Andrew  Burke

A Defining Moment for OTT Television?

So here is a challenge. Imagine you are entering into a lift and a fellow traveller strikes up a conversation as you ascend skyward. 'What do you do'? he asks, 'I am in OTT' you proudly respond. 'What is OTT?' he probes. So now you have six floors to go, about 30 seconds of talk time left and your professional reputation to defend. What do you say?

what is OTT TVDo you talk about the technology? About the content? Reference a website your companion might already use? Enthuse about applications, widgets, catch-up TV, music, search, recommendations, on demand games, social media, UGC/PGC or home media hubs? Let’s face it, most of us will need to be riding up the Empire State Building to deliver even a semi-coherent description of the power of OTT and still wouldn’t have critiqued the choice of devices that can handle OTT.
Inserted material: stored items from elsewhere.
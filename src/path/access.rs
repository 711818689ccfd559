//! Immutable reads and writes of a JSON document addressed by path.
//!
//! Writers borrow the current document and return a new one; the input is never touched, so a
//! caller holding the previous document keeps a valid snapshot (undo, diffing).

use serde_json::{Map, Value};
use tracing::warn;

use super::{Path, Segment, parse};
use crate::error::PathError;

/// What `get` yields for "no value yet": missing keys, out-of-range indices, malformed paths.
static EMPTY: Value = Value::String(String::new());

pub fn empty_value() -> &'static Value {
    &EMPTY
}

/// Values that a write treats as "clear this field": `""` and `null`.
pub fn is_empty_value(value: &Value) -> bool {
    match value {
        Value::Null => true,
        Value::String(text) => text.is_empty(),
        _ => false,
    }
}

/// Strict lookup: `None` when any segment is missing or the shape does not match.
pub fn lookup<'a>(document: &'a Value, path: &Path) -> Option<&'a Value> {
    let mut current = document;
    for segment in path.segments() {
        current = match (segment, current) {
            (Segment::Key(key), Value::Object(map)) => map.get(key)?,
            (Segment::Index(index), Value::Array(items)) => items.get(*index)?,
            _ => return None,
        };
    }
    Some(current)
}

fn lookup_mut<'a>(document: &'a mut Value, path: &Path) -> Option<&'a mut Value> {
    let mut current = document;
    for segment in path.segments() {
        current = match (segment, current) {
            (Segment::Key(key), Value::Object(map)) => map.get_mut(key)?,
            (Segment::Index(index), Value::Array(items)) => items.get_mut(*index)?,
            _ => return None,
        };
    }
    Some(current)
}

/// Lenient read: anything unresolvable reads as the empty string.
pub fn get<'a>(document: &'a Value, raw: &str) -> &'a Value {
    match parse(raw) {
        Ok(path) => get_path(document, &path),
        Err(err) => {
            warn!(path = raw, %err, "malformed path on read");
            &EMPTY
        }
    }
}

pub fn get_path<'a>(document: &'a Value, path: &Path) -> &'a Value {
    lookup(document, path).unwrap_or(&EMPTY)
}

/// Largest run of `null`s a write may insert to reach an index past the end of an array.
pub const MAX_ARRAY_PADDING: usize = 1024;

/// Write `value` at `raw` and return the new document.
///
/// Empty values delete the key from its parent object, except for single-segment paths whose
/// key is kept with the empty value. A malformed path, or one that runs through a value of
/// another kind, leaves the document unchanged.
pub fn set(document: &Value, raw: &str, value: Value) -> Value {
    match parse(raw).and_then(|path| try_set_path(document, &path, value)) {
        Ok(next) => next,
        Err(err) => {
            warn!(path = raw, %err, "dropping write");
            document.clone()
        }
    }
}

pub fn set_path(document: &Value, path: &Path, value: Value) -> Value {
    match try_set_path(document, path, value) {
        Ok(next) => next,
        Err(err) => {
            warn!(path = %path, %err, "dropping write");
            document.clone()
        }
    }
}

/// Checked variant of [`set_path`] for callers that want to report the rejection.
pub fn try_set_path(document: &Value, path: &Path, value: Value) -> Result<Value, PathError> {
    if path.is_root() {
        return Err(PathError::Empty);
    }
    if !path.is_concrete() {
        return Err(PathError::PlaceholderInConcretePath);
    }
    let mut next = document.clone();
    set_in_place(&mut next, path, value)?;
    Ok(next)
}

/// Mutating core of the writers, for builders that own a document under construction.
/// On error `document` is left as it was.
pub(crate) fn set_in_place(document: &mut Value, path: &Path, value: Value) -> Result<(), PathError> {
    if is_empty_value(&value)
        && path.len() > 1
        && let Some(Segment::Key(key)) = path.last()
    {
        return clear(document, path, key);
    }
    check_writable(document, path)?;
    write(document, path.segments(), value);
    Ok(())
}

/// Remove `key` from the object at `path`'s parent. Nothing to clear when the parent is absent.
fn clear(document: &mut Value, path: &Path, key: &str) -> Result<(), PathError> {
    let Some(parent) = path.parent() else {
        return Ok(());
    };
    match lookup_mut(document, &parent) {
        Some(Value::Object(map)) => {
            map.remove(key);
            Ok(())
        }
        None | Some(Value::Null) => Ok(()),
        Some(_) => Err(PathError::ShapeMismatch {
            path: parent.to_string(),
        }),
    }
}

/// Walk `path` without touching anything. Missing or `null` slots may become containers;
/// existing values of another kind and far out-of-range indices are refused.
fn check_writable(document: &Value, path: &Path) -> Result<(), PathError> {
    let mut current = Some(document).filter(|value| !value.is_null());
    for (depth, segment) in path.segments().iter().enumerate() {
        let at = || Path::from_segments(path.segments()[..depth].to_vec()).to_string();
        current = match (segment, current) {
            (Segment::Item, _) => return Err(PathError::PlaceholderInConcretePath),
            (Segment::Key(key), Some(Value::Object(map))) => map.get(key),
            (Segment::Key(_), None) => None,
            (Segment::Index(index), Some(Value::Array(items))) => {
                check_gap(*index, items.len(), at)?;
                items.get(*index)
            }
            (Segment::Index(index), None) => {
                check_gap(*index, 0, at)?;
                None
            }
            (_, Some(_)) => return Err(PathError::ShapeMismatch { path: at() }),
        }
        .filter(|value| !value.is_null());
    }
    Ok(())
}

fn check_gap(index: usize, len: usize, at: impl Fn() -> String) -> Result<(), PathError> {
    if index.saturating_sub(len) > MAX_ARRAY_PADDING {
        return Err(PathError::IndexOutOfRange {
            path: at(),
            index,
            len,
        });
    }
    Ok(())
}

/// Infallible once [`check_writable`] accepted the path.
fn write(node: &mut Value, segments: &[Segment], value: Value) {
    let Some((head, rest)) = segments.split_first() else {
        *node = value;
        return;
    };
    match head {
        Segment::Key(key) => {
            if node.is_null() {
                *node = Value::Object(Map::new());
            }
            if let Value::Object(map) = node {
                let child = map.entry(key.clone()).or_insert(Value::Null);
                write(child, rest, value);
            }
        }
        Segment::Index(index) => {
            if node.is_null() {
                *node = Value::Array(Vec::new());
            }
            if let Value::Array(items) = node {
                if let Some(needed) = index.checked_add(1)
                    && items.len() < needed
                {
                    items.resize(needed, Value::Null);
                }
                if let Some(child) = items.get_mut(*index) {
                    write(child, rest, value);
                }
            }
        }
        Segment::Item => {}
    }
}

/// Append `item` to the array at `raw` (creating it when absent).
pub fn append_item(document: &Value, raw: &str, item: Value) -> Value {
    let path = match parse(raw) {
        Ok(path) => path,
        Err(err) => {
            warn!(path = raw, %err, "dropping append to malformed path");
            return document.clone();
        }
    };
    let len = lookup(document, &path)
        .and_then(Value::as_array)
        .map_or(0, Vec::len);
    set_path(document, &path.child_index(len), item)
}

/// Remove element `index` of the array at `raw`; later elements shift down by one.
/// Out-of-range indices and non-array targets leave the document unchanged.
pub fn remove_item(document: &Value, raw: &str, index: usize) -> Value {
    let path = match parse(raw) {
        Ok(path) => path,
        Err(err) => {
            warn!(path = raw, %err, "dropping removal at malformed path");
            return document.clone();
        }
    };
    let mut next = document.clone();
    if let Some(Value::Array(items)) = lookup_mut(&mut next, &path)
        && index < items.len()
    {
        items.remove(index);
    }
    next
}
In my view, it is the challenge of defining OTT consistently to consumers that will either make or break its commercial success. Not the device technology, not the content, not the licensing issue, not the network capacity, not the standards but the ability to define and deliver against a mass market expectation of OTT.

I do applaud Youview’s attempt to brand a common hybrid/OTT experience in the UK market but of course it is failing to actually launch anything to cement that experience in the consumers mind. Similarly, a number of pundits are using Smart TV as a descriptor but that is being used to refer to TVs, set-top boxes, tablets and mobile phones. The user experience also spans a simple widget on an early TV through to a powerful media centre acting as a hub to play all possible types of media from all possible media sources.

Or do we define OTT not in terms of features and functions but as an experience, a religion, an aspiration, freedom, liberty, empowerment, rebellion, and self-realisation? A grander mission to break the control of our archaic TV providers and establish a new libertarian regime of information and entertainment from all to all? Lovely idea and sometimes I do think we are defining a new world order but I would suspect that the masses aren’t feeling overly repressed by their current TV service!

Let me proffer a solution to this conundrum. First of all we are simply offering enhanced TV. Just like DVR, HD and 3D. Second we should focus on the most valuable enhancement OTT can offer and that must be catch-up TV. Third we should think the best ‘televisual’ way of presenting that enhancement to customers which has to be the backward EPG. So for me, OTT is about presenting broadcast content from the cloud in the most customer friendly way. From that functional ‘anchor’, we can then add all of the wonderful enhancements that an internet connection can deliver. But these are just marketing noise. Noise that has the potential to confuse, distract and deflect. Let the history books define the evolution of TV to be analogue to video recorders to digital to DVR to high definition to 3D to catch-up TV. It is a branding that does what it says on the tin, one that people can immediately see value in and one that does not contain three letter acronyms! Well done Virgin Media who are doing exactly that with these next gen TiVo units. From a purest point of view, not that latest technology, not the most comprehensive feature set but a proper, usable, customer-friendly backward EPG.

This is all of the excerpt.